No homologous protein of BRE found within the same species.

According to HapMap genotyped SNP data, there is no SNP polymorphism in any of the coding exons of BRE.

According to the current HapMap_rel27 for all the 4 populations (CEU, CHB, JPT and YRI), the number of nucleotide positions in BRE gene with HapMap genotyped SNP is 453. Given the size of BRE gene of 448284 bases long, the number of bases with SNP fits well to the average genome-wide figure of one SNP per 1000 bases (Dutt and Beroukhim, 2007). It is, however, noteworthy that no SNP has been found in any of the coding exons. All of the SNPs, except one located in the 5 UTR, are present in the introns.
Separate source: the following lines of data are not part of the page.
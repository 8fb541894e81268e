//! Integration tests for the conversation history file.

use aichat_core::{ChatMessage, ChatSession, ConversationStore, LoadOutcome, ReplyOutcome, BeginOutcome};

#[test]
fn save_then_load_preserves_conversations_and_order() {
    let dir = tempfile::tempdir().unwrap();
    let path = dir.path().join(".aichat").join("conversations.json");

    let mut store = ConversationStore::new(&path);
    let id = store.create();
    {
        let conv = store.get_mut(&id).unwrap();
        conv.push(ChatMessage::user("你好，世界"));
        conv.push(ChatMessage::assistant("Hello, world"));
    }
    store.save().expect("save should succeed");

    let raw = std::fs::read_to_string(&path).unwrap();
    assert!(raw.contains("你好，世界"), "non-ASCII text should be stored as-is");
    assert!(raw.contains("\"version\": 1"));
    assert!(!dir.path().join(".aichat").join("conversations.json.tmp").exists());

    let mut loaded = ConversationStore::new(&path);
    assert_eq!(loaded.load().unwrap(), LoadOutcome::Loaded(1));
    let conv = loaded.get(&id).unwrap();
    assert_eq!(conv.title, "你好，世界");
    assert_eq!(conv.messages.len(), 2);
    assert_eq!(conv.messages[1].text(), "Hello, world");
}

#[test]
fn load_reads_multipart_messages_and_legacy_timestamps() {
    let dir = tempfile::tempdir().unwrap();
    let path = dir.path().join("conversations.json");
    std::fs::write(
        &path,
        r#"{
  "version": 1,
  "conversations": {
    "a": {
      "id": "a",
      "title": "picture",
      "messages": [
        {"role": "user", "content": [
          {"type": "text", "text": "what is this?"},
          {"type": "image_url", "image_url": {"url": "data:image/png;base64,AAAA"}}
        ]},
        {"role": "assistant", "content": "A cat."}
      ],
      "created_at": "01/02 03:04"
    },
    "b": {
      "id": "b",
      "title": "newer",
      "messages": [],
      "created_at": "2999-01-01T00:00:00.000000"
    }
  },
  "last_updated": "2025-01-01T00:00:00"
}"#,
    )
    .unwrap();

    let mut store = ConversationStore::new(&path);
    assert_eq!(store.load().unwrap(), LoadOutcome::Loaded(2));
    assert_eq!(store.sorted_ids(), vec!["b", "a"]);

    let first = &store.get("a").unwrap().messages[0];
    assert_eq!(first.text(), "what is this?");
    assert_eq!(first.image_urls(), vec!["data:image/png;base64,AAAA"]);
}

#[test]
fn load_reports_missing_corrupt_and_incompatible_files() {
    let dir = tempfile::tempdir().unwrap();
    let path = dir.path().join("conversations.json");

    let mut store = ConversationStore::new(&path);
    assert_eq!(store.load().unwrap(), LoadOutcome::Missing);

    std::fs::write(&path, "{ this is not json").unwrap();
    assert!(matches!(store.load().unwrap(), LoadOutcome::Corrupt(_)));

    std::fs::write(&path, r#"{"version": 2, "conversations": {}}"#).unwrap();
    assert_eq!(store.load().unwrap(), LoadOutcome::Incompatible(2));

    std::fs::write(&path, r#"{"conversations": {}}"#).unwrap();
    assert_eq!(store.load().unwrap(), LoadOutcome::Incompatible(0));

    std::fs::write(&path, r#"{"version": 1, "conversations": {}}"#).unwrap();
    assert_eq!(store.load().unwrap(), LoadOutcome::Empty);
    assert!(store.is_empty());
}

#[test]
fn clear_removes_history_file() {
    let dir = tempfile::tempdir().unwrap();
    let path = dir.path().join("conversations.json");

    let mut store = ConversationStore::new(&path);
    store.create();
    store.save().unwrap();
    assert!(path.exists());

    store.clear().unwrap();
    assert!(!path.exists());
    assert!(store.is_empty());

    // Clearing again with no file is fine
    store.clear().unwrap();
}

#[test]
fn session_flush_persists_completed_turn() {
    let dir = tempfile::tempdir().unwrap();
    let path = dir.path().join("conversations.json");

    let mut session = ChatSession::open(ConversationStore::new(&path));
    let request = match session.begin_request("What is Rust?", &[], None) {
        BeginOutcome::Started(request) => request,
        other => panic!("request should start, got {:?}", other),
    };
    session.apply_delta(request.request_id, "A systems language.");
    assert_eq!(session.finish_request(request.request_id), ReplyOutcome::Appended);
    session.flush().unwrap();

    let mut reopened = ConversationStore::new(&path);
    assert_eq!(reopened.load().unwrap(), LoadOutcome::Loaded(1));
    let session = ChatSession::open(reopened);
    let conv = session.current().unwrap();
    assert_eq!(conv.title, "What is Rust?");
    assert_eq!(conv.messages[1].text(), "A systems language.");
}
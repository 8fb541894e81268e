pub mod ai;
pub mod attachment;
pub mod config;
pub mod error;
pub mod history;
pub mod markdown;
pub mod session;
pub mod state;

// Re-export main types for convenience
pub use ai::{ChatStream, OpenAIClient, Timeouts};
pub use attachment::{load_attachment, Attachment, ImageAttachment};
pub use config::{Config, ConfigError, KeySource, Settings};
pub use error::{ChatError, ChatResult};
pub use history::{ConversationStore, LoadOutcome};
pub use session::{BeginOutcome, ChatSession, OutgoingRequest, PendingReply, ReplyOutcome};
pub use state::{ChatMessage, ChatRole, ContentPart, Conversation, MessageContent};
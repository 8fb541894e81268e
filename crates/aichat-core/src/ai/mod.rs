pub mod openai;
pub mod sse;

pub use openai::{ChatStream, OpenAIClient, Timeouts};
pub use sse::{SseDecoder, SseEvent};
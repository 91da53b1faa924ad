//! Waiting queue and ready set
//!
//! Participants move through `NotInLobby -> Waiting -> Ready` and leave the
//! lobby either explicitly or through the atomic hand-off that starts a match.
//! The ready set is always a subset of the waiting queue.

use crate::error::{EngineError, Result};
use crate::types::ParticipantId;
use std::collections::{HashSet, VecDeque};

/// The lobby's waiting/ready state
///
/// Join order is preserved; a participant's player number is their 1-based
/// position in the queue at ready time and is not renumbered when earlier
/// participants leave.
#[derive(Debug, Default)]
pub struct WaitingLobby {
    queue: VecDeque<ParticipantId>,
    ready: HashSet<ParticipantId>,
}

impl WaitingLobby {
    pub fn new() -> Self {
        Self::default()
    }

    /// Append a participant to the waiting queue
    ///
    /// Returns the waiting count after the join. Fails with `AlreadyWaiting`
    /// (no mutation) when the participant is already queued.
    pub fn join(&mut self, participant: &str) -> Result<usize> {
        if self.contains(participant) {
            return Err(EngineError::AlreadyWaiting {
                participant: participant.to_string(),
            }
            .into());
        }
        self.queue.push_back(participant.to_string());
        Ok(self.queue.len())
    }

    /// Mark a waiting participant as ready
    ///
    /// Returns the participant's stable player number (1-based queue position).
    pub fn mark_ready(&mut self, participant: &str) -> Result<usize> {
        let position = self.queue.iter().position(|p| p == participant).ok_or_else(|| {
            EngineError::NotWaiting {
                participant: participant.to_string(),
            }
        })?;
        if !self.ready.insert(participant.to_string()) {
            return Err(EngineError::AlreadyReady {
                participant: participant.to_string(),
            }
            .into());
        }
        Ok(position + 1)
    }

    /// Remove a participant from the queue and the ready set
    pub fn leave(&mut self, participant: &str) -> Result<()> {
        let position = self.queue.iter().position(|p| p == participant).ok_or_else(|| {
            EngineError::NotWaiting {
                participant: participant.to_string(),
            }
        })?;
        self.queue.remove(position);
        self.ready.remove(participant);
        Ok(())
    }

    /// Remove and return the first two ready participants, in queue order
    ///
    /// Selection always prefers the earliest queue position among ready
    /// participants, so the hand-off is deterministic. Returns `None` when no
    /// such pair exists; the lobby is unchanged in that case.
    pub fn take_ready_pair(&mut self) -> Option<(ParticipantId, ParticipantId)> {
        if self.ready.len() < 2 || self.queue.len() < 2 {
            return None;
        }
        let picks: Vec<usize> = self
            .queue
            .iter()
            .enumerate()
            .filter(|(_, p)| self.ready.contains(*p))
            .map(|(position, _)| position)
            .take(2)
            .collect();
        if picks.len() < 2 {
            return None;
        }
        // Remove back-to-front so the first index stays valid.
        let second = self.queue.remove(picks[1])?;
        let first = self.queue.remove(picks[0])?;
        self.ready.remove(&first);
        self.ready.remove(&second);
        Some((first, second))
    }

    pub fn contains(&self, participant: &str) -> bool {
        self.queue.iter().any(|p| p == participant)
    }

    pub fn is_ready(&self, participant: &str) -> bool {
        self.ready.contains(participant)
    }

    pub fn waiting_count(&self) -> usize {
        self.queue.len()
    }

    /// Current waiting queue, in join order
    pub fn waiting(&self) -> Vec<ParticipantId> {
        self.queue.iter().cloned().collect()
    }
}

#[cfg(test)]
mod tests {
    use super::*;

    fn ready_is_subset_of_queue(lobby: &WaitingLobby) -> bool {
        lobby.ready.iter().all(|p| lobby.contains(p))
    }

    #[test]
    fn test_join_preserves_order() {
        let mut lobby = WaitingLobby::new();
        assert_eq!(lobby.join("p1").unwrap(), 1);
        assert_eq!(lobby.join("p2").unwrap(), 2);
        assert_eq!(lobby.join("p3").unwrap(), 3);
        assert_eq!(lobby.waiting(), vec!["p1", "p2", "p3"]);
    }

    #[test]
    fn test_duplicate_join_is_idempotent_failure() {
        let mut lobby = WaitingLobby::new();
        lobby.join("p1").unwrap();
        let err = lobby.join("p1").unwrap_err();
        assert!(matches!(
            err.downcast_ref::<EngineError>(),
            Some(EngineError::AlreadyWaiting { .. })
        ));
        assert_eq!(lobby.waiting_count(), 1);
    }

    #[test]
    fn test_mark_ready_requires_waiting() {
        let mut lobby = WaitingLobby::new();
        let err = lobby.mark_ready("ghost").unwrap_err();
        assert!(matches!(
            err.downcast_ref::<EngineError>(),
            Some(EngineError::NotWaiting { .. })
        ));
    }

    #[test]
    fn test_mark_ready_twice_rejected() {
        let mut lobby = WaitingLobby::new();
        lobby.join("p1").unwrap();
        assert_eq!(lobby.mark_ready("p1").unwrap(), 1);
        let err = lobby.mark_ready("p1").unwrap_err();
        assert!(matches!(
            err.downcast_ref::<EngineError>(),
            Some(EngineError::AlreadyReady { .. })
        ));
    }

    #[test]
    fn test_player_numbers_follow_queue_position() {
        let mut lobby = WaitingLobby::new();
        lobby.join("p1").unwrap();
        lobby.join("p2").unwrap();
        lobby.join("p3").unwrap();
        assert_eq!(lobby.mark_ready("p3").unwrap(), 3);
        assert_eq!(lobby.mark_ready("p1").unwrap(), 1);
    }

    #[test]
    fn test_take_ready_pair_prefers_earliest_positions() {
        let mut lobby = WaitingLobby::new();
        for p in ["p1", "p2", "p3", "p4"] {
            lobby.join(p).unwrap();
        }
        lobby.mark_ready("p4").unwrap();
        lobby.mark_ready("p2").unwrap();

        let (first, second) = lobby.take_ready_pair().unwrap();
        assert_eq!(first, "p2");
        assert_eq!(second, "p4");
        // Non-ready participants stay queued.
        assert_eq!(lobby.waiting(), vec!["p1", "p3"]);
        assert!(ready_is_subset_of_queue(&lobby));
    }

    #[test]
    fn test_take_ready_pair_needs_two_ready() {
        let mut lobby = WaitingLobby::new();
        lobby.join("p1").unwrap();
        lobby.join("p2").unwrap();
        lobby.mark_ready("p1").unwrap();
        assert!(lobby.take_ready_pair().is_none());
        assert_eq!(lobby.waiting_count(), 2);
    }

    #[test]
    fn test_leave_clears_ready_membership() {
        let mut lobby = WaitingLobby::new();
        lobby.join("p1").unwrap();
        lobby.mark_ready("p1").unwrap();
        lobby.leave("p1").unwrap();
        assert!(!lobby.contains("p1"));
        assert!(!lobby.is_ready("p1"));
        assert!(ready_is_subset_of_queue(&lobby));

        let err = lobby.leave("p1").unwrap_err();
        assert!(matches!(
            err.downcast_ref::<EngineError>(),
            Some(EngineError::NotWaiting { .. })
        ));
    }
}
Two recombination hotspots are located in the introns, one of which is from position 28271535 to 28276573, located between coding exons 7 and 8. The other one is from position 28338948 to 28341210, located between coding exons 10 and 11. Copy number polymorphisms (CNP) involving a large contiguous region of 163295 bases encompassing the first 3 coding exons and the upstream sequence of the neighbouring ribokinase gene and smaller downstream regions have also been identified (see diagram above) (The International HapMap Consortium, 2003).

One R9L mutation was identified in a lung carcinoma cell line, NIH-H2126, and a synonymous mutation S182S in a clear cell renal cell carcinoma sample, PD2198a.